Explicit modelling of material deformation usually requires extensive configuration and computational effort. In particular key material properties such as elasticity (or its inverse, rigidity) and the Young’s Modulus need to be specified. Deformations of non-rigid objects have been modelled in the past using mass-spring systems. While mass-spring systems can model large deformations with relatively little computational effort, they are non-intuitive and do not accurately model material properties. They are also difficult to expand to 3-D modelling. Finite Element Method techniques (FEMs) on the other hand are highly accurate, but consequently computationally expensive, due to the large number of mesh nodes required to accurately model deformations. Co-rotational finite element approaches are a faster approximation of FEMs. Haptic sensors have been used to learn physical properties of materials, such as elasticity [gemici2014], [lee2015]
. Other methods for estimating properties of materials include a combination of induced vibrations and computer vision[davis2015visual]. More recently, the use of low-cost vision sensors and deep convolutional networks has been investigated. In [yumer2016learning]
a convolutional autoencoder learns to deform a voxelized representation of input objects given an “intention” such as “make it sportier”. In[1704.07854]
the authors recently proposed a method for pre-computation of the dymanics of fluid spaces using implicit surfaces. Material recognition is another problem that has been investigated using Convolutional Neural Networks[bell2015material] [dain17].
In this paper, we address the problem of estimating deformation of non-rigid structures, an open and under-explored topic in robotics.

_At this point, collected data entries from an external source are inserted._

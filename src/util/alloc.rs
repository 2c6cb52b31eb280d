use std::cell::{Cell, RefCell};
use std::ops::{Deref, DerefMut};
use std::ptr::NonNull;
use std::rc::Rc;

use crate::alloc::{AllocStrategy, Global, layout_for};
use crate::error::{AllocFailure, TryReserveError};

#[derive(Debug, Default, Clone, Copy, PartialEq, Eq, PartialOrd, Ord, Hash)]
pub struct ZeroSizedType;

#[derive(Debug, Clone)]
pub struct CountedDrop(pub Rc<RefCell<usize>>);

impl CountedDrop {
    pub fn new(value: usize) -> CountedDrop {
        CountedDrop(Rc::new(RefCell::new(value)))
    }
}

impl Deref for CountedDrop {
    type Target = Rc<RefCell<usize>>;

    fn deref(&self) -> &Self::Target {
        &self.0
    }
}

impl DerefMut for CountedDrop {
    fn deref_mut(&mut self) -> &mut Self::Target {
        &mut self.0
    }
}

impl Drop for CountedDrop {
    fn drop(&mut self) {
        self.0.replace_with(|v| *v + 1);
    }
}

/// A value whose clone panics once a shared budget of successful clones runs out.
#[derive(Debug, PartialEq)]
pub struct PanicOnClone {
    pub value: usize,
    pub budget: Rc<Cell<usize>>,
}

impl PanicOnClone {
    pub fn new(value: usize, budget: &Rc<Cell<usize>>) -> PanicOnClone {
        PanicOnClone {
            value,
            budget: Rc::clone(budget),
        }
    }
}

impl Clone for PanicOnClone {
    fn clone(&self) -> Self {
        let remaining = self.budget.get();
        if remaining == 0 {
            panic!("clone budget exhausted");
        }
        self.budget.set(remaining - 1);
        PanicOnClone::new(self.value, &self.budget)
    }
}

#[derive(Debug, Default)]
pub struct AllocStats {
    pub allocations: Cell<usize>,
    pub deallocations: Cell<usize>,
    pub live: Cell<usize>,
    pub fail_after: Cell<Option<usize>>,
}

/// An allocation strategy that counts what goes through it and can be told to start failing.
/// Two Tracking strategies are equal only if they share the same stats.
#[derive(Debug, Clone, Default)]
pub struct Tracking {
    pub stats: Rc<AllocStats>,
}

impl Tracking {
    pub fn new() -> Tracking {
        Tracking::default()
    }

    pub fn failing_after(allocations: usize) -> Tracking {
        let tracking = Tracking::new();
        tracking.stats.fail_after.set(Some(allocations));
        tracking
    }

    pub fn allocations(&self) -> usize {
        self.stats.allocations.get()
    }

    pub fn deallocations(&self) -> usize {
        self.stats.deallocations.get()
    }

    pub fn live(&self) -> usize {
        self.stats.live.get()
    }
}

impl PartialEq for Tracking {
    fn eq(&self, other: &Self) -> bool {
        Rc::ptr_eq(&self.stats, &other.stats)
    }
}

// SAFETY: All memory comes from and returns to Global.
unsafe impl<T> AllocStrategy<T> for Tracking {
    fn allocate(&self, n: usize) -> Result<NonNull<T>, TryReserveError> {
        let layout = layout_for::<T>(n)?;
        match self.stats.fail_after.get() {
            Some(0) => return Err(AllocFailure { layout }.into()),
            Some(remaining) => self.stats.fail_after.set(Some(remaining - 1)),
            None => (),
        }

        let ptr = AllocStrategy::<T>::allocate(&Global, n)?;
        self.stats.allocations.set(self.allocations() + 1);
        self.stats.live.set(self.live() + 1);
        Ok(ptr)
    }

    unsafe fn deallocate(&self, ptr: NonNull<T>, n: usize) {
        self.stats.deallocations.set(self.deallocations() + 1);
        self.stats.live.set(self.live() - 1);
        // SAFETY: The memory was allocated by Global in allocate.
        unsafe { AllocStrategy::<T>::deallocate(&Global, ptr, n) }
    }
}

/// Tracking, but propagated on clone and swap and never on move.
#[derive(Debug, Clone, Default, PartialEq)]
pub struct Propagating(pub Tracking);

// SAFETY: Forwards to Tracking.
unsafe impl<T> AllocStrategy<T> for Propagating {
    const PROPAGATE_ON_CLONE: bool = true;
    const PROPAGATE_ON_MOVE: bool = false;
    const PROPAGATE_ON_SWAP: bool = true;

    fn allocate(&self, n: usize) -> Result<NonNull<T>, TryReserveError> {
        AllocStrategy::<T>::allocate(&self.0, n)
    }

    unsafe fn deallocate(&self, ptr: NonNull<T>, n: usize) {
        // SAFETY: Forwarded from the caller.
        unsafe { AllocStrategy::<T>::deallocate(&self.0, ptr, n) }
    }
}

/// Tracking, limited to a small number of elements per allocation.
#[derive(Debug, Clone, Default, PartialEq)]
pub struct Limited(pub Tracking);

pub const LIMITED_MAX: usize = 16;

// SAFETY: Forwards to Tracking.
unsafe impl<T> AllocStrategy<T> for Limited {
    fn allocate(&self, n: usize) -> Result<NonNull<T>, TryReserveError> {
        AllocStrategy::<T>::allocate(&self.0, n)
    }

    unsafe fn deallocate(&self, ptr: NonNull<T>, n: usize) {
        // SAFETY: Forwarded from the caller.
        unsafe { AllocStrategy::<T>::deallocate(&self.0, ptr, n) }
    }

    fn max_len(&self) -> usize {
        LIMITED_MAX
    }
}

#[derive(Debug, Default)]
pub struct HookStats {
    pub constructs: Cell<usize>,
    pub destroys: Cell<usize>,
}

/// Global, but counting every element constructed and destroyed through the strategy.
#[derive(Debug, Clone, Default)]
pub struct Hooked {
    pub stats: Rc<HookStats>,
}

impl Hooked {
    pub fn constructs(&self) -> usize {
        self.stats.constructs.get()
    }

    pub fn destroys(&self) -> usize {
        self.stats.destroys.get()
    }

    pub fn live(&self) -> usize {
        self.constructs() - self.destroys()
    }
}

impl PartialEq for Hooked {
    fn eq(&self, other: &Self) -> bool {
        Rc::ptr_eq(&self.stats, &other.stats)
    }
}

// SAFETY: All memory comes from and returns to Global.
unsafe impl<T> AllocStrategy<T> for Hooked {
    fn allocate(&self, n: usize) -> Result<NonNull<T>, TryReserveError> {
        AllocStrategy::<T>::allocate(&Global, n)
    }

    unsafe fn deallocate(&self, ptr: NonNull<T>, n: usize) {
        // SAFETY: Forwarded from the caller.
        unsafe { AllocStrategy::<T>::deallocate(&Global, ptr, n) }
    }

    unsafe fn construct(&self, slot: NonNull<T>, value: T) {
        self.stats.constructs.set(self.constructs() + 1);
        // SAFETY: Forwarded from the caller.
        unsafe { slot.write(value) }
    }

    unsafe fn destroy(&self, slot: NonNull<T>) {
        self.stats.destroys.set(self.destroys() + 1);
        // SAFETY: Forwarded from the caller.
        unsafe { slot.drop_in_place() }
    }
}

We propose a novel deep network that combines an autoencoder and a conditional GAN, tightly coupled with an FEM-based physics simulator. Given a single RGB-D depth image of the deformable object (e.g. from a side scan of the object to be traversed) and conditioning input which includes the type of material (e.g. aluminium), the size of the force (e.g. 50 N), and the location of the force (e.g. 10 cm), the network is able to output a predicted 3-D deformation of the solid. This prediction can then be used by a path-planner to determine which is the fastest or safest path to take, given terrain information and robot payload.
We evaluate our approach in three real case scenarios involving a mobile robot travelling over different bridge-like obstacles and soft ground, under different payload conditions. We also show the generalisation capabilities of the network to unseen objects configurations. Real world results agree closely with GAN predictions, showing its predictive power for deformable objects such as bridge-like structures and soft ground. A single network prediction is order of magnitudes faster that an equivalent FEM simulation, at the cost of lower resolution; this makes the approach useful for online evaluation during navigation.

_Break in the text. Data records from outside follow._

use std::ptr;

use super::rotate_range;
use crate::iter::{BidirectionalCursor, Cursor, OutputCursor, RawCursor, advance, distance};

/// Reorders `slice` so that every element for which `pred` returns true comes before every
/// element for which it returns false, returning the number of elements in the first group.
///
/// The relative order within each group is not preserved, see [`stable_partition`].
///
/// # Examples
/// ```
/// # use sequence_lib::algorithm::{partition, is_partitioned};
/// let mut values = [1, 2, 3, 4, 5, 6];
/// let point = partition(&mut values, |v| v % 2 == 0);
/// assert_eq!(point, 3);
/// assert!(is_partitioned(&values, |v| *v % 2 == 0));
/// ```
pub fn partition<T, P: FnMut(&T) -> bool>(slice: &mut [T], pred: P) -> usize {
    let (first, last) = RawCursor::range(slice);
    // SAFETY: Both cursors describe the slice.
    unsafe { partition_range(first, last, pred).index }
}

/// Partitions `[first, last)` by `pred`, returning the cursor to the first element of the
/// second group.
///
/// Forward cursors sweep once, swapping each matching element back to the end of the first
/// group. Bidirectional cursors work inward from both ends, which swaps each misplaced element at
/// most once.
///
/// # Safety
/// `[first, last)` must be a range of live elements.
pub unsafe fn partition_range<C, P>(first: C, last: C, pred: P) -> C
where
    C: Cursor,
    P: FnMut(&C::Item) -> bool,
{
    // SAFETY: Forwarded from the caller.
    unsafe { C::spec_partition(first, last, pred) }
}

/// Partitions `slice` like [`partition`], but keeps the relative order of the elements within
/// each group.
///
/// No buffer is allocated. The range is split in half, each half is partitioned recursively and
/// the false group of the left half is rotated past the true group of the right half, which takes
/// `O(n log n)` swaps.
///
/// # Examples
/// ```
/// # use sequence_lib::algorithm::stable_partition;
/// let mut values = [1, 2, 3, 4, 5, 6, 7];
/// assert_eq!(stable_partition(&mut values, |v| v % 3 == 0), 2);
/// assert_eq!(values, [3, 6, 1, 2, 4, 5, 7]);
/// ```
pub fn stable_partition<T, P: FnMut(&T) -> bool>(slice: &mut [T], pred: P) -> usize {
    let (first, last) = RawCursor::range(slice);
    // SAFETY: Both cursors describe the slice.
    unsafe { stable_partition_range(first, last, pred).index }
}

/// Stably partitions `[first, last)` by `pred`, returning the cursor to the first element of the
/// second group.
///
/// # Safety
/// `[first, last)` must be a range of live elements.
pub unsafe fn stable_partition_range<C, P>(mut first: C, last: C, mut pred: P) -> C
where
    C: Cursor,
    P: FnMut(&C::Item) -> bool,
{
    loop {
        if first == last {
            return first;
        }
        // SAFETY: first is live.
        if !pred(unsafe { &*first.slot() }) {
            break;
        }
        first.step();
    }

    let len = distance(&first, &last);
    // SAFETY: first is live and known to be false.
    unsafe { stable_partition_from_false(first, last, &mut pred, len) }
}

/// Stably partitions `len` elements starting at `first`, which is known to fail `pred`.
unsafe fn stable_partition_from_false<C, P>(first: C, last: C, pred: &mut P, len: usize) -> C
where
    C: Cursor,
    P: FnMut(&C::Item) -> bool,
{
    if len == 1 {
        return first;
    }
    if len == 2 {
        let mut second = first.clone();
        second.step();
        // SAFETY: Both elements are live.
        unsafe {
            if pred(&*second.slot()) {
                ptr::swap(first.slot(), second.slot());
                return second;
            }
        }
        return first;
    }

    let len_left = len / 2;
    let mut middle = first.clone();
    advance(&mut middle, len_left);
    // SAFETY: The left half starts with first.
    let first_false = unsafe { stable_partition_from_false(first, middle.clone(), pred, len_left) };

    let mut right = middle.clone();
    let mut len_right = len - len_left;
    // SAFETY: Every element before last is live.
    while pred(unsafe { &*right.slot() }) {
        right.step();
        if right == last {
            // SAFETY: All three cursors are ordered within the range.
            return unsafe { rotate_range(first_false, middle, last) };
        }
        len_right -= 1;
    }

    // SAFETY: right is known to be false.
    let second_false = unsafe { stable_partition_from_false(right, last, pred, len_right) };
    // SAFETY: All three cursors are ordered within the range.
    unsafe { rotate_range(first_false, middle, second_false) }
}

/// Returns true if every item for which `pred` returns true comes before every item for which it
/// returns false.
pub fn is_partitioned<I, P>(iter: I, mut pred: P) -> bool
where
    I: IntoIterator,
    P: FnMut(&I::Item) -> bool,
{
    let mut iter = iter.into_iter();
    for item in iter.by_ref() {
        if !pred(&item) {
            break;
        }
    }
    iter.all(|item| !pred(&item))
}

/// Returns the index of the first element in a partitioned `slice` for which `pred` returns
/// false, using a binary search.
///
/// # Examples
/// ```
/// # use sequence_lib::algorithm::partition_point;
/// assert_eq!(partition_point(&[2, 4, 6, 1, 3], |v| v % 2 == 0), 3);
/// ```
pub fn partition_point<T, P: FnMut(&T) -> bool>(slice: &[T], mut pred: P) -> usize {
    let mut first = 0;
    let mut len = slice.len();
    while len != 0 {
        let half = len / 2;
        let mid = first + half;
        if pred(&slice[mid]) {
            first = mid + 1;
            len -= half + 1;
        } else {
            len = half;
        }
    }
    first
}

/// Writes each item to `out_true` if `pred` returns true for it and to `out_false` otherwise,
/// returning both output cursors.
pub fn partition_copy<I, O1, O2, P>(
    iter: I,
    mut out_true: O1,
    mut out_false: O2,
    mut pred: P,
) -> (O1, O2)
where
    I: IntoIterator,
    O1: OutputCursor<I::Item>,
    O2: OutputCursor<I::Item>,
    P: FnMut(&I::Item) -> bool,
{
    for item in iter {
        if pred(&item) {
            out_true.put(item);
        } else {
            out_false.put(item);
        }
    }
    (out_true, out_false)
}

trait SpecPartition: Cursor {
    unsafe fn spec_partition<P: FnMut(&Self::Item) -> bool>(
        first: Self,
        last: Self,
        pred: P,
    ) -> Self;
}

impl<C: Cursor> SpecPartition for C {
    default unsafe fn spec_partition<P: FnMut(&C::Item) -> bool>(
        mut first: C,
        last: C,
        mut pred: P,
    ) -> C {
        loop {
            if first == last {
                return last;
            }
            // SAFETY: first is live.
            if !pred(unsafe { &*first.slot() }) {
                break;
            }
            first.step();
        }

        let mut p = first.clone();
        p.step();
        while p != last {
            // SAFETY: p is live and distinct from first.
            unsafe {
                if pred(&*p.slot()) {
                    ptr::swap(first.slot(), p.slot());
                    first.step();
                }
            }
            p.step();
        }
        first
    }
}

impl<C: BidirectionalCursor> SpecPartition for C {
    unsafe fn spec_partition<P: FnMut(&C::Item) -> bool>(
        mut first: C,
        mut last: C,
        mut pred: P,
    ) -> C {
        loop {
            loop {
                if first == last {
                    return first;
                }
                // SAFETY: first is live.
                if !pred(unsafe { &*first.slot() }) {
                    break;
                }
                first.step();
            }

            loop {
                last.step_back();
                if first == last {
                    return first;
                }
                // SAFETY: last is live.
                if pred(unsafe { &*last.slot() }) {
                    break;
                }
            }

            // SAFETY: Both are live and distinct.
            unsafe { ptr::swap(first.slot(), last.slot()) }
            first.step();
        }
    }
}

In particular, the contributions of this paper are as follows:
To the best of our knowledge, this is the first application of an invertible conditional GAN to the problem of learning body deformations in 3-D.
Defo-Net provides a fast and accurate approximation of FEM, which makes it suitable for predictive terrain assessment for autonomous robots.
We demonstrate through real-world experiments that we can generalize to different materials and structural configurations.
The remainder of this paper is as follows: in Section II we discuss some related work; in Section III we describe the proposed Defo-Net, the physics engine used for training and the training procedure; in Section IV we validate the approach in three experimental tests; finally, in Section V we draw conclusions and discuss future work.
Ii Related work
Ii-a Deformable materials
Traditional estimation techniques have been applied to the estimation of material deformations. In [frank14] the authors addressed the problem of autonomous navigation in presence of deformable obstacles, such as curtains, and manipulation of soft objects. The deformation model is learnt by the robot via physical interaction, first by running FEM simulations using the learnt deformations, then by approximating deformation cost functions for specific objects using Gaussian process regression. In [frank14icra] RGB-D images are used to learn the elasticity parameters of soft objects. In [navarro2013uncalibrated]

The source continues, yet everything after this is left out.